American Society of Pediatric Hematology/Oncology
- Abbreviation: ASPHO
- Legal status: Non-profit
- Headquarters: Chicago, Illinois
- Membership: 2,000 (2018)
- President: Patrick Leavey
- Immediate Past President: Amy Billett
- Website: aspho.org

= American Society of Pediatric Hematology/Oncology =

American professional organization

The American Society of Pediatric Hematology/Oncology (abbreviated ASPHO) is an American multidisciplinary professional organization dedicated to improving care in the medical disciplines of pediatric hematology and oncology. As of 2018, it had 2,000 members.

==History==
The American Society of Pediatric Hematology/Oncology was founded in 1981, largely because of the efforts of physician Carl Pochedly, who served as its secretary-treasurer for fourteen years.
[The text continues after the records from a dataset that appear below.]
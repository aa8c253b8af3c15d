//! `dcr summary`: statistics for an existing ledger.

use anyhow::{bail, Result};
use dcr_ledger::read_ledger;
use dcr_reconcile::ProcessingSummary;
use std::path::Path;

pub fn print_summary(ledger: &Path, total: Option<usize>) -> Result<()> {
    if !ledger.exists() {
        bail!("ledger not found: {}", ledger.display());
    }
    let results = read_ledger(ledger);
    let summary = ProcessingSummary::from_results(&results, total.unwrap_or(results.len()));
    println!("{summary}");
    Ok(())
}
use std::collections::{BTreeMap, BTreeSet};
use std::sync::{Mutex, MutexGuard};

use dcr_gateway::{CreateFailure, DiscountGateway, UserError};

use crate::discount_gid;

/// First identifier handed out for created discounts.
const FIRST_CREATED_ID: u64 = 1000;

#[derive(Debug, Clone, PartialEq, Eq)]
pub enum GatewayCall {
    Find(String),
    Create { code: String, title: String },
}

/// How a scripted `create` behaves for one code.
#[derive(Debug, Clone, PartialEq, Eq)]
pub enum CreateScript {
    /// Created with a fresh identifier, which later lookups also see.
    Created,
    /// Created, but the response carries no identifier. The single recovery
    /// lookup is recorded; it finds the discount only when `visible`.
    CreatedWithoutId { visible: bool },
    /// The request failed in transport; nothing was created.
    Unconfirmed,
    Rejected(Vec<UserError>),
    Unclassified(String),
}

#[derive(Debug)]
struct Script {
    registry: BTreeMap<String, String>,
    create_scripts: BTreeMap<String, CreateScript>,
    panic_on: BTreeSet<String>,
    lookup_outage: bool,
    calls: Vec<GatewayCall>,
    next_id: u64,
}

/// Scripted stand-in for the remote platform.
#[derive(Debug)]
pub struct ScriptedGateway {
    script: Mutex<Script>,
}

impl Default for ScriptedGateway {
    fn default() -> Self {
        Self::new()
    }
}

impl ScriptedGateway {
    pub fn new() -> Self {
        Self {
            script: Mutex::new(Script {
                registry: BTreeMap::new(),
                create_scripts: BTreeMap::new(),
                panic_on: BTreeSet::new(),
                lookup_outage: false,
                calls: Vec::new(),
                next_id: FIRST_CREATED_ID,
            }),
        }
    }

    /// Register an existing discount.
    pub fn with_existing(self, code: &str, id: &str) -> Self {
        self.lock().registry.insert(code.to_string(), id.to_string());
        self
    }

    /// Script `create` for `code`. Unscripted codes behave as [`CreateScript::Created`].
    pub fn on_create(self, code: &str, script: CreateScript) -> Self {
        self.lock().create_scripts.insert(code.to_string(), script);
        self
    }

    /// Any call for `code` panics.
    pub fn panic_on(self, code: &str) -> Self {
        self.lock().panic_on.insert(code.to_string());
        self
    }

    /// Every lookup fails (reported as absence, like a transport error).
    pub fn set_lookup_outage(&self, down: bool) {
        self.lock().lookup_outage = down;
    }

    pub fn calls(&self) -> Vec<GatewayCall> {
        self.lock().calls.clone()
    }

    pub fn find_calls(&self) -> usize {
        self.lock()
            .calls
            .iter()
            .filter(|c| matches!(c, GatewayCall::Find(_)))
            .count()
    }

    pub fn create_calls(&self) -> usize {
        self.lock()
            .calls
            .iter()
            .filter(|c| matches!(c, GatewayCall::Create { .. }))
            .count()
    }

    /// Calls that mention `code`.
    pub fn calls_for(&self, code: &str) -> Vec<GatewayCall> {
        self.lock()
            .calls
            .iter()
            .filter(|c| match c {
                GatewayCall::Find(c) => c == code,
                GatewayCall::Create { code: c, .. } => c == code,
            })
            .cloned()
            .collect()
    }

    /// Identifier currently registered for `code`.
    pub fn registered(&self, code: &str) -> Option<String> {
        self.lock().registry.get(code).cloned()
    }

    // A panic raised while the lock is held poisons it; later calls still
    // need the recorded state.
    fn lock(&self) -> MutexGuard<'_, Script> {
        self.script.lock().unwrap_or_else(|e| e.into_inner())
    }

    fn check_panic(&self, code: &str) {
        let should_panic = self.lock().panic_on.contains(code);
        if should_panic {
            panic!("scripted gateway panic for code {code}");
        }
    }

    fn lookup(&self, code: &str) -> Option<String> {
        let mut s = self.lock();
        s.calls.push(GatewayCall::Find(code.to_string()));
        if s.lookup_outage {
            return None;
        }
        s.registry.get(code).cloned()
    }

    fn register_new(&self, code: &str) -> String {
        let mut s = self.lock();
        let id = discount_gid(s.next_id);
        s.next_id += 1;
        s.registry.insert(code.to_string(), id.clone());
        id
    }
}

#[async_trait::async_trait]
impl DiscountGateway for ScriptedGateway {
    fn name(&self) -> &'static str {
        "scripted"
    }

    async fn find(&self, code: &str) -> Option<String> {
        self.check_panic(code);
        self.lookup(code)
    }

    async fn create(&self, code: &str, title: &str) -> Result<Option<String>, CreateFailure> {
        self.check_panic(code);
        let script = {
            let mut s = self.lock();
            s.calls.push(GatewayCall::Create {
                code: code.to_string(),
                title: title.to_string(),
            });
            s.create_scripts
                .get(code)
                .cloned()
                .unwrap_or(CreateScript::Created)
        };

        match script {
            CreateScript::Created => Ok(Some(self.register_new(code))),
            CreateScript::CreatedWithoutId { visible } => {
                if visible {
                    self.register_new(code);
                }
                Ok(self.lookup(code))
            }
            CreateScript::Unconfirmed => Ok(None),
            CreateScript::Rejected(errors) => Err(CreateFailure::Rejected(errors)),
            CreateScript::Unclassified(msg) => Err(CreateFailure::Unclassified(msg)),
        }
    }
}
//! Post-run statistics over ledger contents.

use std::collections::BTreeMap;
use std::fmt;

use dcr_ledger::LedgerEntries;
use tracing::info;

use crate::{CodeStatus, LedgerValue};

/// Breakdown bucket for entries holding a remote identifier.
pub const VALID_ID_BUCKET: &str = "VALID_ID";

#[derive(Debug, Clone, PartialEq)]
pub struct ProcessingSummary {
    pub total_codes: usize,
    pub total_processed: usize,
    pub with_ids: usize,
    /// Count per status string; identifiers are counted under [`VALID_ID_BUCKET`].
    pub by_status: BTreeMap<String, usize>,
}

impl ProcessingSummary {
    pub fn from_results(results: &LedgerEntries, total_codes: usize) -> Self {
        let mut by_status = BTreeMap::new();
        let mut with_ids = 0usize;
        for value in results.values() {
            let bucket = match LedgerValue::parse(value) {
                LedgerValue::Id(_) | LedgerValue::Status(CodeStatus::Valid) => {
                    with_ids += 1;
                    VALID_ID_BUCKET.to_string()
                }
                LedgerValue::Status(st) => st.as_str().to_string(),
                LedgerValue::Unrecognized(s) => s,
            };
            *by_status.entry(bucket).or_insert(0) += 1;
        }
        Self {
            total_codes,
            total_processed: results.len(),
            with_ids,
            by_status,
        }
    }

    /// Percentage of processed codes that have an identifier.
    pub fn success_rate(&self) -> Option<f64> {
        (self.total_processed > 0)
            .then(|| self.with_ids as f64 / self.total_processed as f64 * 100.0)
    }

    pub fn log(&self) {
        info!(
            total_codes = self.total_codes,
            total_processed = self.total_processed,
            with_ids = self.with_ids,
            "processing summary"
        );
        if let Some(rate) = self.success_rate() {
            info!(rate = format_args!("{rate:.1}%"), "success rate");
        }
        for (status, count) in &self.by_status {
            info!(status = %status, count, "status breakdown");
        }
    }
}

impl fmt::Display for ProcessingSummary {
    fn fmt(&self, f: &mut fmt::Formatter<'_>) -> fmt::Result {
        let rule = "=".repeat(50);
        writeln!(f, "{rule}")?;
        writeln!(f, "PROCESSING SUMMARY")?;
        writeln!(f, "{rule}")?;
        writeln!(f, "Total codes provided: {}", self.total_codes)?;
        writeln!(f, "Total codes processed: {}", self.total_processed)?;
        writeln!(f, "Codes with valid IDs: {}", self.with_ids)?;
        if let Some(rate) = self.success_rate() {
            writeln!(f, "Success rate: {rate:.1}%")?;
        }
        writeln!(f, "Status breakdown:")?;
        for (status, count) in &self.by_status {
            writeln!(f, "  {status}: {count}")?;
        }
        write!(f, "{rule}")
    }
}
After holding meetings jointly with the American Pediatric Society and the Society for Pediatric Research, the ASPHO held its first independent meeting in Chicago, Illinois, in 1988. The society was incorporated in the state of Illinois in 1989.

==Publications==
Since 2004, the official journal of ASPHO has been Pediatric Blood & Cancer. Its official journal was originally the Journal of Pediatric Hematology/Oncology, which was established by Pochedly in 1979 as the American Journal of Pediatric Hematology/Oncology.